El nuevo sistema fiscal que presentará el gobierno federal el próximo semestre debería contemplar el gasto social en salud, redefinir el pacto social y la equidad

La hacienda pública se ha dedicado en los últimos años más a mantener la estabilidad macroeconómica que a promover el crecimiento y la igualdad.

Si el actual gobierno está decidido a instrumentar una reforma hacendaria integral, primero debe hacer desaparecer el VIP fiscal, el trato preferencial que tienen los regímenes tributarios especiales.

“Son subsidios generalizados de escasa rentabilidad social”, confiesa Enrique Cárdenas, director ejecutivo del Centro de Estudios Espinosa Yglesias.

También, agrega, hay que eliminar las tasas diferenciales del IVA, simplificar y homologar el cobro del Impuesto Sobre la Renta, ISR.

Si el problema es recaudar, como se ha visto, Cárdenas propone explorar impuestos al capital y a las transacciones financieras, así como impulsar la tasa predial como base de tributación local.

No descarta, tampoco, eliminar subsidios energéticos y establecer una política de precios e impuestos a los hidrocarburos orientados a la racionalidad del consumo, con una visión ambiental.

En cuanto a los ingresos, detalla, es necesario dotar de servicios públicos básicos de calidad y suficientes, racionalizar la gestión pública, la transparencia y la rendición de cuentas en todas las órdenes de gobierno.

Además, dice, hay que reformar el esquema federal para hacer consistentes las responsabilidades de gasto de cada gobierno, con sus fuentes de financiamiento. 

Ineficiencia redistributiva

No se ha logrado aterrizar una reforma fiscal efectiva, opina, porque Hacienda opera con una ineficiencia redistributiva en la aplicación del gasto público.
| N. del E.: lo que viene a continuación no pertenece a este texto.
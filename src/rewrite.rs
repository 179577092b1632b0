use serde::{Deserialize, Serialize};

use crate::error::{Error, Result};
use crate::observer::Observer;

/// System prompt for the paraphrasing model.
pub const REWRITE_SYSTEM_PROMPT: &str = r#"You rewrite text for a typing simulator.

Rewrite the user's text so it is unique while preserving the original meaning, tone, and key information.

Output rules (STRICT)
- Output ONLY the rewritten text.
- Do NOT add introductory phrases such as "Here is the paraphrased text:".
- Do NOT wrap the output in quotes or code fences.
- Keep paragraph breaks where the original has them.
"#;

#[derive(Debug, Clone, Copy, PartialEq, Eq, Default, Serialize, Deserialize)]
#[serde(rename_all = "snake_case")]
pub enum Intensity {
    #[default]
    Light,
    Moderate,
    Heavy,
}

impl Intensity {
    pub fn as_str(self) -> &'static str {
        match self {
            Intensity::Light => "light",
            Intensity::Moderate => "moderate",
            Intensity::Heavy => "heavy",
        }
    }
}

/// Alternative text source: paraphrases the input before it is typed.
pub trait Rewriter {
    fn rewrite(&self, text: &str, intensity: Intensity) -> Result<String>;
}

impl<F> Rewriter for F
where
    F: Fn(&str, Intensity) -> Result<String>,
{
    fn rewrite(&self, text: &str, intensity: Intensity) -> Result<String> {
        self(text, intensity)
    }
}

pub fn build_user_prompt(text: &str, intensity: Intensity) -> String {
    format!(
        "The desired intensity of the rewrite is '{intensity}'.\n\nORIGINAL TEXT:\n---\n{text}\n---",
        intensity = intensity.as_str(),
    )
}

/// Trim model output and reject empty rewrites.
pub fn clean_rewrite(output: &str) -> Result<String> {
    let trimmed = output.trim();
    if trimmed.is_empty() {
        return Err(Error::Service("rewrite returned empty text".to_string()));
    }
    Ok(trimmed.to_string())
}

/// Rewrite `text`, falling back to the original on any service failure.
///
/// Failures are reported to the observer as non-fatal errors.
pub fn rewrite_or_original(
    rewriter: &dyn Rewriter,
    text: &str,
    intensity: Intensity,
    observer: &dyn Observer,
) -> String {
    observer.status("Sending text to the rewrite service...");
    match rewriter
        .rewrite(text, intensity)
        .and_then(|out| clean_rewrite(&out))
    {
        Ok(rewritten) => {
            observer.status("Rewrite complete.");
            rewritten
        }
        Err(err) => {
            tracing::warn!("rewrite failed, typing original text: {err}");
            observer.error(&err.to_string());
            text.to_string()
        }
    }
}

#[cfg(feature = "llm")]
pub mod openrouter {
    use super::*;

    use std::time::Duration;

    use async_openai::{
        config::OpenAIConfig,
        types::chat::{
            ChatCompletionRequestSystemMessageArgs, ChatCompletionRequestUserMessageArgs,
            CreateChatCompletionRequestArgs, CreateChatCompletionResponse,
        },
        Client,
    };
    use tokio::time::sleep;

    pub const DEFAULT_MODEL: &str = "google/gemini-3-flash-preview";

    const OPENROUTER_API_KEY_ENV: &str = "OPENROUTER_API_KEY";
    const OPENROUTER_API_BASE: &str = "https://openrouter.ai/api/v1";

    /// One retry, after a pause.
    const RETRY_DELAYS: [Duration; 1] = [Duration::from_secs(10)];

    /// Run `op`, retrying once per entry in `delays` after sleeping for it.
    async fn with_retry<T, F, Fut>(delays: &[Duration], mut op: F) -> Result<T>
    where
        F: FnMut() -> Fut,
        Fut: std::future::Future<Output = Result<T>>,
    {
        let mut attempt = 0usize;
        loop {
            match op().await {
                Ok(out) => return Ok(out),
                Err(err) => {
                    let Some(&delay) = delays.get(attempt) else {
                        return Err(err);
                    };
                    tracing::debug!(attempt, "rewrite request failed: {err}");
                    attempt += 1;
                    if !delay.is_zero() {
                        sleep(delay).await;
                    }
                }
            }
        }
    }

    fn service<E: std::fmt::Display>(context: &str) -> impl FnOnce(E) -> Error + '_ {
        move |err| Error::Service(format!("{context}: {err}"))
    }

    #[derive(Debug, Clone)]
    pub struct OpenRouterRewriter {
        client: Client<OpenAIConfig>,
        model: String,
    }

    impl OpenRouterRewriter {
        pub fn from_env() -> Result<Self> {
            dotenvy::dotenv().ok();
            let api_key = std::env::var(OPENROUTER_API_KEY_ENV)
                .map_err(|_| Error::Service(format!("{OPENROUTER_API_KEY_ENV} is not set")))?;
            Self::new(api_key)
        }

        pub fn new(api_key: impl Into<String>) -> Result<Self> {
            let config = OpenAIConfig::new()
                .with_api_key(api_key.into())
                .with_api_base(OPENROUTER_API_BASE)
                .with_header("X-Title", "ghostwriter")
                .map_err(service("failed to set X-Title header"))?;

            Ok(Self {
                client: Client::with_config(config),
                model: DEFAULT_MODEL.to_string(),
            })
        }

        pub fn with_model(mut self, model: impl Into<String>) -> Self {
            self.model = model.into();
            self
        }

        pub async fn rewrite_async(&self, text: &str, intensity: Intensity) -> Result<String> {
            with_retry(&RETRY_DELAYS, || self.request_once(text, intensity)).await
        }

        async fn request_once(&self, text: &str, intensity: Intensity) -> Result<String> {
            let request = CreateChatCompletionRequestArgs::default()
                .model(self.model.as_str())
                .messages([
                    ChatCompletionRequestSystemMessageArgs::default()
                        .content(REWRITE_SYSTEM_PROMPT)
                        .build()
                        .map_err(service("failed to build system message"))?
                        .into(),
                    ChatCompletionRequestUserMessageArgs::default()
                        .content(build_user_prompt(text, intensity))
                        .build()
                        .map_err(service("failed to build user message"))?
                        .into(),
                ])
                .build()
                .map_err(service("failed to build OpenRouter request"))?;

            let response = self
                .client
                .chat()
                .create(request)
                .await
                .map_err(service("OpenRouter chat completion request failed"))?;

            first_message(&response)
        }
    }

    fn first_message(response: &CreateChatCompletionResponse) -> Result<String> {
        response
            .choices
            .first()
            .and_then(|c| c.message.content.clone())
            .ok_or_else(|| Error::Service("missing choices[0].message.content".to_string()))
    }

    impl Rewriter for OpenRouterRewriter {
        fn rewrite(&self, text: &str, intensity: Intensity) -> Result<String> {
            let runtime = tokio::runtime::Runtime::new()
                .map_err(service("failed to start tokio runtime"))?;
            runtime.block_on(self.rewrite_async(text, intensity))
        }
    }

}

#[cfg(not(feature = "llm"))]
pub mod openrouter {
    use super::*;

    pub const DEFAULT_MODEL: &str = "google/gemini-3-flash-preview";

    fn disabled() -> Error {
        Error::Service("rewrite support is disabled (build with --features llm)".to_string())
    }

    #[derive(Debug, Clone)]
    pub struct OpenRouterRewriter;

    impl OpenRouterRewriter {
        pub fn from_env() -> Result<Self> {
            Err(disabled())
        }

        pub fn new(_api_key: impl Into<String>) -> Result<Self> {
            Err(disabled())
        }

        pub fn with_model(self, _model: impl Into<String>) -> Self {
            self
        }
    }

    impl Rewriter for OpenRouterRewriter {
        fn rewrite(&self, _text: &str, _intensity: Intensity) -> Result<String> {
            Err(disabled())
        }
    }
}

#[cfg(test)]
mod tests {
    use std::sync::mpsc;

    use super::*;
    use crate::observer::RunEvent;

    #[test]
    fn user_prompt_names_intensity_and_text() {
        let prompt = build_user_prompt("Hello there.", Intensity::Heavy);
        assert!(prompt.contains("'heavy'"));
        assert!(prompt.contains("Hello there."));
    }

    #[test]
    fn successful_rewrite_is_trimmed() {
        let (tx, _rx) = mpsc::channel::<RunEvent>();
        let rewriter = |text: &str, _: Intensity| -> Result<String> {
            Ok(format!("  {} again \n", text))
        };
        let out = rewrite_or_original(&rewriter, "said", Intensity::Light, &tx);
        assert_eq!(out, "said again");
    }

    #[test]
    fn empty_rewrite_falls_back_with_error_event() {
        let (tx, rx) = mpsc::channel::<RunEvent>();
        let rewriter = |_: &str, _: Intensity| -> Result<String> { Ok("   ".to_string()) };
        let out = rewrite_or_original(&rewriter, "keep me", Intensity::Moderate, &tx);
        drop(tx);

        assert_eq!(out, "keep me");
        let errors: Vec<RunEvent> = rx
            .iter()
            .filter(|e| matches!(e, RunEvent::Error(_)))
            .collect();
        assert_eq!(errors.len(), 1);
    }
}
Esto obedece, explica, a que se financia gasto público con ingresos no permanentes, lo que lleva a incurrir en más obligaciones sin contar con los recursos suficientes.

Nuevo esquema fiscal

Una parte de este nuevo esquema fiscal que presentará el gobierno en el segundo semestre del año, señala, debe contemplar el gasto social en salud, un sistema “truncado e inequitativo que no protege a toda la población”.

Cárdenas propone, en este rubro, la convergencia de los sistemas sanitarios, con portabilidad y énfasis en la prevención y la atención en el primer nivel.

Entre otras medidas que se proponen, habría que separar el financiamiento de la prestación del servicio de salud y la pensión universal mínima, equivalente a medio salario mínimo en el momento del retiro. Esta debería completarse con planes de jubilación privados.

Así que habría que reformar los sistemas actuales de pensiones para que sean homologables y sostenibles y promover la parte contributiva de las pensiones voluntarias, añade.

En un esquema de este tipo, argumenta, el aumento de la recaudación de ISR es mínima y no toma en cuenta los impuestos a las ganancias de capital.

Mientras que el aumento en la recaudación del IVA es factible si se mejora la eficiencia y la formalidad y eso acercaría al país al promedio latinoamericano. De ahí que una reforma hacendaria integral para la equidad con estas características, precisa, tendría las siguientes consecuencias:

>Redefiniría el pacto social al establecer un piso mínimo de bienestar para toda la población y reduciría la pobreza extrema a la mitad y la moderada en un 13 por ciento, y amplía el mercado interno.

>Promovería la portabilidad de acceso a beneficios (salud, pensión), y conforme disminuyera la demanda pública por recursos financieros, los liberaría para actividades productivas.

>Elevaría la competitividad al eliminar la mayor parte de las cuotas obrero-patronales; desdibuja el concepto actual de “formalidad”, y da fuerza al de “asalariado y no asalariado”.

Una parte importante, sobre todo en estos momentos que el tema de pensiones es muy delicado, agrega Cárdenas, es que aumenta recursos a las Afores y eleva el potencial de la inversión.

Pero lo importante en este marco, aclara el director ejecutivo del Centro de Estudios Espinosa Yglesias, es renovar el pacto social. 

“Hoy es fundamental brindar protección social universal financiada con impuestos generales al consumo, al ingreso y a las ganancias, sin privilegios”.

La política social, concluye, debe ser motor redistributivo que disminuya la desigualdad y mejore la competitividad.

Pero sobre todo, insiste, la reforma hacendaria integral que presentará el actual gobierno deberá promover la efectividad del gasto, la transparencia en su aplicación y la rendición de cuentas.